Longtime Lawrence resident Ed Rose has been hired to manage the library’s studio, Sound + Vision, Library Director Brad Allen said.
Rose, 44, said he has been around recording equipment since high school. More recently he has owned and operated two studios in the area.
The library would have been hard pressed to find a more qualified person to run the studio, Allen said.
“He’s an institution in this town,” he said. “He really is the kind of guy that can move us forward and benefit the music community.”
Rose has been contracted to run the studio for a year, Allen said.
“It’s a bit of an experiment,” he said. “But I’d very much love for this to be a position in the future.”
The studio is part of the library expansion that opened in 2014. It features a control room that looks onto a soundproof room that can be used to record anything from an oral family history to a music album. Allen has said that he advocated for the recording space in the library because he believes a core function of a library is to help people unlock their creativity.
Rose said he first saw the studio after Allen gave him a brief tour. The studio intrigued him at first sight.

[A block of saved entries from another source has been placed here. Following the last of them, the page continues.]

//! Errors returned by the versioned write paths.
//!
//! Plain reads and collaborator repositories return `sqlx::Error` directly;
//! only `QuestionRepo` and `AnswerRepo` write operations use [`DbError`], so
//! callers can distinguish a missing row from a broken version history.

use kb_core::types::DbId;

#[derive(Debug, thiserror::Error)]
pub enum DbError {
    #[error("{entity} with id {id} not found")]
    NotFound { entity: &'static str, id: DbId },

    /// The entity row was written but its first version snapshot failed.
    /// The surrounding transaction is rolled back, so nothing persists.
    #[error("{entity} {id} created but version 1 could not be written: {source}")]
    PartialCreate {
        entity: &'static str,
        id: DbId,
        #[source]
        source: sqlx::Error,
    },

    /// An entity row exists but has no version rows. Every entity is created
    /// together with version 1, so this indicates out-of-band writes.
    #[error("{entity} {id} has no version history")]
    VersionHistoryCorrupt { entity: &'static str, id: DbId },

    #[error("database read failed: {0}")]
    Read(#[source] sqlx::Error),

    #[error("database write failed: {0}")]
    Write(#[source] sqlx::Error),
}

pub type DbResult<T> = Result<T, DbError>;
//! Handlers for tag CRUD and tag-scoped lookups.

use axum::extract::{Path, State};
use axum::http::StatusCode;
use axum::response::IntoResponse;
use axum::Json;

use kb_core::error::CoreError;
use kb_core::types::DbId;
use kb_core::validate::validate_tag_name;
use kb_db::models::tag::CreateTag;
use kb_db::repositories::{QuestionTagRepo, TagRepo};

use crate::error::{AppError, AppResult};
use crate::response::DataResponse;
use crate::state::AppState;

/// GET /tags
///
/// List all tags, ordered by name.
pub async fn list_tags(State(state): State<AppState>) -> AppResult<impl IntoResponse> {
    let tags = TagRepo::list(&state.pool).await?;
    Ok(Json(DataResponse { data: tags }))
}

/// POST /tags
///
/// Create a new tag. Tag names are unique.
pub async fn create_tag(
    State(state): State<AppState>,
    Json(input): Json<CreateTag>,
) -> AppResult<impl IntoResponse> {
    validate_tag_name(&input.name).map_err(AppError::Core)?;

    let tag = TagRepo::create(&state.pool, &input).await?;

    tracing::info!(tag_id = tag.id, name = %tag.name, "Tag created");

    Ok((StatusCode::CREATED, Json(DataResponse { data: tag })))
}

/// GET /tags/{id}
///
/// Fetch a single tag.
pub async fn get_tag(
    State(state): State<AppState>,
    Path(id): Path<DbId>,
) -> AppResult<impl IntoResponse> {
    let tag = TagRepo::find_by_id(&state.pool, id)
        .await?
        .ok_or(AppError::Core(CoreError::NotFound { entity: "Tag", id }))?;
    Ok(Json(DataResponse { data: tag }))
}

/// GET /tags/name/{name}
///
/// Fetch a single tag by name, ignoring case and surrounding whitespace.
pub async fn get_tag_by_name(
    State(state): State<AppState>,
    Path(name): Path<String>,
) -> AppResult<impl IntoResponse> {
    let tag = TagRepo::find_by_name(&state.pool, &name)
        .await?
        .ok_or_else(|| AppError::NotFound(format!("Tag '{name}' not found")))?;
    Ok(Json(DataResponse { data: tag }))
}

/// DELETE /tags/{id}
///
/// Delete a tag. Its question associations are removed by cascade.
pub async fn delete_tag(
    State(state): State<AppState>,
    Path(id): Path<DbId>,
) -> AppResult<impl IntoResponse> {
    let deleted = TagRepo::delete(&state.pool, id).await?;
    if !deleted {
        return Err(AppError::Core(CoreError::NotFound { entity: "Tag", id }));
    }

    tracing::info!(tag_id = id, "Tag deleted");

    Ok(StatusCode::NO_CONTENT)
}

/// GET /tags/{id}/questions
///
/// List the question associations for one tag.
pub async fn list_tag_questions(
    State(state): State<AppState>,
    Path(id): Path<DbId>,
) -> AppResult<impl IntoResponse> {
    TagRepo::find_by_id(&state.pool, id)
        .await?
        .ok_or(AppError::Core(CoreError::NotFound { entity: "Tag", id }))?;

    let relations = QuestionTagRepo::list_by_tag(&state.pool, id).await?;
    Ok(Json(DataResponse { data: relations }))
}
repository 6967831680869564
//! Tag and question-tag association models.

use serde::{Deserialize, Serialize};
use sqlx::FromRow;

use kb_core::types::DbId;

/// A row from the `tags` table.
#[derive(Debug, Clone, FromRow, Serialize)]
pub struct Tag {
    pub id: DbId,
    pub name: String,
    pub tutor_id: Option<DbId>,
}

/// DTO for creating a new tag.
#[derive(Debug, Deserialize)]
pub struct CreateTag {
    pub name: String,
    pub tutor_id: Option<DbId>,
}

/// A row from the `questions_tags` join table.
#[derive(Debug, Clone, FromRow, Serialize)]
pub struct QuestionTag {
    pub question_id: DbId,
    pub tag_id: DbId,
}
//! Database layer: connection pool, migrations, models, and repositories.

use sqlx::postgres::PgPoolOptions;

pub mod error;
pub mod models;
pub mod repositories;

pub use error::{DbError, DbResult};

pub type DbPool = sqlx::PgPool;

/// Create a connection pool from a database URL.
pub async fn create_pool(database_url: &str) -> Result<DbPool, sqlx::Error> {
    PgPoolOptions::new()
        .max_connections(20)
        .connect(database_url)
        .await
}

/// Run all pending migrations from `db/migrations`.
pub async fn run_migrations(pool: &DbPool) -> Result<(), sqlx::migrate::MigrateError> {
    sqlx::migrate!("../../db/migrations").run(pool).await
}

/// Cheap connectivity check, used by the health endpoint.
pub async fn health_check(pool: &DbPool) -> Result<(), sqlx::Error> {
    sqlx::query("SELECT 1").execute(pool).await?;
    Ok(())
}
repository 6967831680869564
//! Shared response envelope types for API handlers.
//!
//! All API responses use a `{ "data": ... }` envelope per project conventions.
//! Use [`DataResponse`] instead of ad-hoc `serde_json::json!({ "data": ... })`
//! to get compile-time type safety and consistent serialization.

use serde::Serialize;

/// Standard `{ "data": T }` response envelope.
///
/// Wraps any serializable payload in the project's standard response format.
///
/// # Example
///
/// ```ignore
/// Ok(Json(DataResponse { data: items }))
/// ```
#[derive(Debug, Serialize)]
pub struct DataResponse<T: Serialize> {
    pub data: T,
}
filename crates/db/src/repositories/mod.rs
//! Repository layer.
//!
//! Each repository is a zero-sized struct providing async CRUD methods
//! that accept `&PgPool` as the first argument. Version ledger operations
//! take `&mut Transaction` instead so entity writes and their snapshots
//! commit atomically.

pub mod answer_repo;
pub mod answer_version_repo;
pub mod question_repo;
pub mod question_tag_repo;
pub mod question_version_repo;
pub mod search_repo;
pub mod tag_repo;
pub mod tutor_repo;

pub use answer_repo::AnswerRepo;
pub use answer_version_repo::AnswerVersionRepo;
pub use question_repo::QuestionRepo;
pub use question_tag_repo::QuestionTagRepo;
pub use question_version_repo::QuestionVersionRepo;
pub use search_repo::SearchRepo;
pub use tag_repo::TagRepo;
pub use tutor_repo::TutorRepo;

“I thought it was just about the coolest thing I had ever seen,” he said. “I went home immediately and wrote up basically what ended up being my job description and now I’m here trying to help this place get organized and off the ground.”
Rose said he’ll have no shortage of work as he sets up and organizes equipment, establishes studio protocol and maintains the expensive recording gear.
“They had a vision for the space, but I think they underestimated the amount of work it takes to run a studio,” he said. “My main goal is to get it to run as autonomously as possible and with as little need for library resources as possible.”
Musicians Mark Robinson and Evan Bissell said they’re new to using the library’s studio to record their work, but it’s already clear that the facility and Rose are an asset to Lawrence’s music community.
“It’s a great amenity,” Bissell said. “We really weren’t able to record loud things in our apartment like drums, but then we came to the studio. It’s unbelievable that it’s free.”
“And it was instantly recognizable that he (Rose) knew what he was doing,” Robinson said. “Everything is organized and well placed.”
Rose said once word started getting out, the studio’s open time slots started disappearing quickly. Those who use the studio vary from professionals to rank amateurs, he said, recording anything from rap to rock to the spoken word.